Waters agrega que, al analizar capa por capa, se pueden determinar los cambios al medir diversos elementos, como algunos materiales radiactivos.

Plástico

Uno de los temas que preocupa a Waters es la evidencia de que los plásticos están hoy día mezclándose con ciertas capas de la Tierra y esta combinación, de alguna manera, está cambiando la composición molecular de esos sedimentos.

“El plástico es un buen indicador para el concepto del antropoceno, porque la mayoría de los plásticos los hemos producido desde la década de cincuenta al presente. Se calcula que solo en 1950 produjimos dos millones de toneladas”, afirma.

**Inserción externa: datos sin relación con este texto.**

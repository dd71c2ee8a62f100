// SPDX-License-Identifier: MPL-2.0

//! Translation of a dependency graph plus top-level constraints into a
//! finite-domain problem.
//!
//! One variable is created per package reachable from the top-level
//! constraints. A variable's encoded values are `ABSENT` plus one value per
//! version of its package, ranked ascending by version, so that "newer" is
//! always "larger". Top-level constraints restrict the starting domains and
//! forbid `ABSENT`; every dependency `(p, version) -> (q, constraint)`
//! becomes a table entry listing which values of `q` support that version
//! of `p`.
//!
//! Reachability is computed breadth-first before solving, following edges
//! only from versions that survive the top-level restriction. This is a
//! conservative overestimate: variables that turn out to be unreachable in
//! the final assignment simply pin to `ABSENT`.

use std::collections::VecDeque;

use crate::constraint::VersionConstraint;
use crate::graph::{DependencyGraph, PackageId, PackageVersionId};
use crate::internal::domain::Bitset;
use crate::type_aliases::{Map, Set};
use crate::version::Version;

/// One CSP variable and its value encoding. Whether a variable is top-level
/// is positional: the first [top_count](Problem::top_count) variables are.
pub(crate) struct Variable {
    /// The package this variable assigns.
    pub(crate) package: PackageId,
    /// Version entry indices ascending by version value; the encoded value
    /// `r + 1` selects `order[r]`.
    pub(crate) order: Vec<u32>,
}

/// A dependency table entry: choosing the owning `(variable, rank)` requires
/// `target` to take one of the `allowed` values. `ABSENT` is never allowed.
#[derive(Clone)]
pub(crate) struct DepEdge {
    pub(crate) target: u32,
    pub(crate) allowed: Bitset,
}

/// The compiled finite-domain problem. Variables 0..`top_count` are the
/// top-level packages in graph insertion order; the rest follow in
/// breadth-first discovery order.
pub(crate) struct Problem<'g> {
    pub(crate) graph: &'g DependencyGraph,
    pub(crate) vars: Vec<Variable>,
    pub(crate) top_count: usize,
    /// Starting domains, after top-level restriction and exclusions.
    pub(crate) initial: Vec<Bitset>,
    /// `deps[var][rank]` lists the table entries guarding that rank.
    pub(crate) deps: Vec<Vec<Vec<DepEdge>>>,
    /// `watchers[q]` lists every `(var, rank)` whose table mentions `q`.
    pub(crate) watchers: Vec<Vec<(u32, u32)>>,
}

impl<'g> Problem<'g> {
    /// Compiles the problem for `constraints` over `graph`. When `valid` is
    /// supplied, packages outside it may not appear in any solution:
    /// versions depending on an excluded package lose their rank up front.
    /// Top-level packages are always admissible.
    pub(crate) fn build(
        graph: &'g DependencyGraph,
        constraints: &[(PackageId, VersionConstraint)],
        valid: Option<&Set<PackageId>>,
    ) -> Self {
        let mut top_packages: Vec<PackageId> = Vec::new();
        for (package, _) in constraints {
            if !top_packages.contains(package) {
                top_packages.push(*package);
            }
        }
        // Top-level variable order is graph insertion order.
        top_packages.sort_unstable();
        let top_set: Set<PackageId> = top_packages.iter().copied().collect();

        let mut problem = Self {
            graph,
            vars: Vec::new(),
            top_count: top_packages.len(),
            initial: Vec::new(),
            deps: Vec::new(),
            watchers: Vec::new(),
        };
        let mut var_of: Map<PackageId, u32> = Map::default();

        for &package in &top_packages {
            let var = problem.push_var(package);
            var_of.insert(package, var);
            // Keep the ranks accepted by every top-level constraint on this
            // package; ABSENT stays out for top-level variables.
            let order = &problem.vars[var as usize].order;
            let mut domain = Bitset::empty(order.len() + 1);
            for (rank, &index) in order.iter().enumerate() {
                let version = version_of(graph, package, index);
                let accepted = constraints
                    .iter()
                    .filter(|(p, _)| *p == package)
                    .all(|(_, c)| c.contains(version));
                if accepted {
                    domain.insert(rank + 1);
                }
            }
            problem.initial[var as usize] = domain;
        }

        let admissible = |package: PackageId| {
            top_set.contains(&package) || valid.is_none_or(|set| set.contains(&package))
        };

        let mut queue: VecDeque<u32> = (0..problem.top_count as u32).collect();
        while let Some(var) = queue.pop_front() {
            let package = problem.vars[var as usize].package;
            let values: Vec<usize> = problem.initial[var as usize].iter().collect();
            for value in values {
                if value == 0 {
                    continue;
                }
                let rank = value - 1;
                let pv = PackageVersionId {
                    package,
                    index: problem.vars[var as usize].order[rank],
                };
                let dependencies = graph.dependencies(pv);
                if dependencies.iter().any(|dep| !admissible(dep.target)) {
                    // A dependency points outside the valid set, so this
                    // version can never be chosen.
                    problem.initial[var as usize].remove(value);
                    continue;
                }
                for dep in dependencies {
                    let target = match var_of.get(&dep.target) {
                        Some(&target) => target,
                        None => {
                            let target = problem.push_var(dep.target);
                            var_of.insert(dep.target, target);
                            let bits = problem.vars[target as usize].order.len() + 1;
                            problem.initial[target as usize] = Bitset::full(bits);
                            queue.push_back(target);
                            target
                        }
                    };
                    let allowed = problem.allowed_values(target, &dep.constraint);
                    problem.deps[var as usize][rank].push(DepEdge { target, allowed });
                    problem.watchers[target as usize].push((var, rank as u32));
                }
            }
        }

        problem
    }

    fn push_var(&mut self, package: PackageId) -> u32 {
        let order = self.graph.sorted_version_indices(package);
        let var = self.vars.len() as u32;
        self.initial.push(Bitset::empty(order.len() + 1));
        self.deps.push(vec![Vec::new(); order.len()]);
        self.watchers.push(Vec::new());
        self.vars.push(Variable { package, order });
        var
    }

    /// The values of `var` whose version satisfies `constraint`. `ABSENT`
    /// never satisfies a dependency.
    fn allowed_values(&self, var: u32, constraint: &VersionConstraint) -> Bitset {
        let variable = &self.vars[var as usize];
        let mut allowed = Bitset::empty(variable.order.len() + 1);
        for (rank, &index) in variable.order.iter().enumerate() {
            if constraint.contains(version_of(self.graph, variable.package, index)) {
                allowed.insert(rank + 1);
            }
        }
        allowed
    }

    pub(crate) fn var_count(&self) -> usize {
        self.vars.len()
    }

    /// The largest encoded value of `var` (its newest version).
    pub(crate) fn max_value(&self, var: usize) -> usize {
        self.vars[var].order.len()
    }

    /// The version selected by encoded `value` (which must not be ABSENT).
    pub(crate) fn version_at(&self, var: usize, value: usize) -> &Version {
        let variable = &self.vars[var];
        version_of(self.graph, variable.package, variable.order[value - 1])
    }
}

fn version_of(graph: &DependencyGraph, package: PackageId, index: u32) -> &Version {
    graph.version(PackageVersionId { package, index })
}

// TESTS #######################################################################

Se estima que para el 2020 se llegará a 500 millones de toneladas anuales y que para el 2050 esta cantidad se habrá multiplicado por cinco.

“La mayoría de los plásticos tiene una forma desde hace 70 años, época que conocemos como el antropoceno. Si encontramos plástico en un material sedimentario, entonces sabes que es antropoceno”, señala.

Microplástico

También destaca que la cantidad de plástico que va al océano es de entre 4 y 12 millones de toneladas, además del microplástico que ya es posible detectar en algunas secciones del sedimento de los océanos, incluso en profundidades como la Fosa de las Marianas.

La mayoría de los plásticos llega a través de los ríos, aunque las investigaciones sugieren que el plástico incluso se encuentra en la atmósfera. “Eso significa que se puede transportar por grandes áreas y que probablemente lo estemos respirando”, advierte.

El problema, según reconoce, es que hoy los plásticos son esenciales “para vivir la vida moderna que vivimos”, aunque gran parte termina en la basura, mientras destaca, simultáneamente, que se fabrican a partir de un material cada vez más escaso, los hidrocarburos. Además, son baratos de producir y su peso facilita el transporte.

Por eso, se pregunta si no sería mejor intentar reutilizar los plásticos lo más posible, además de que los productores paguen por su eliminación.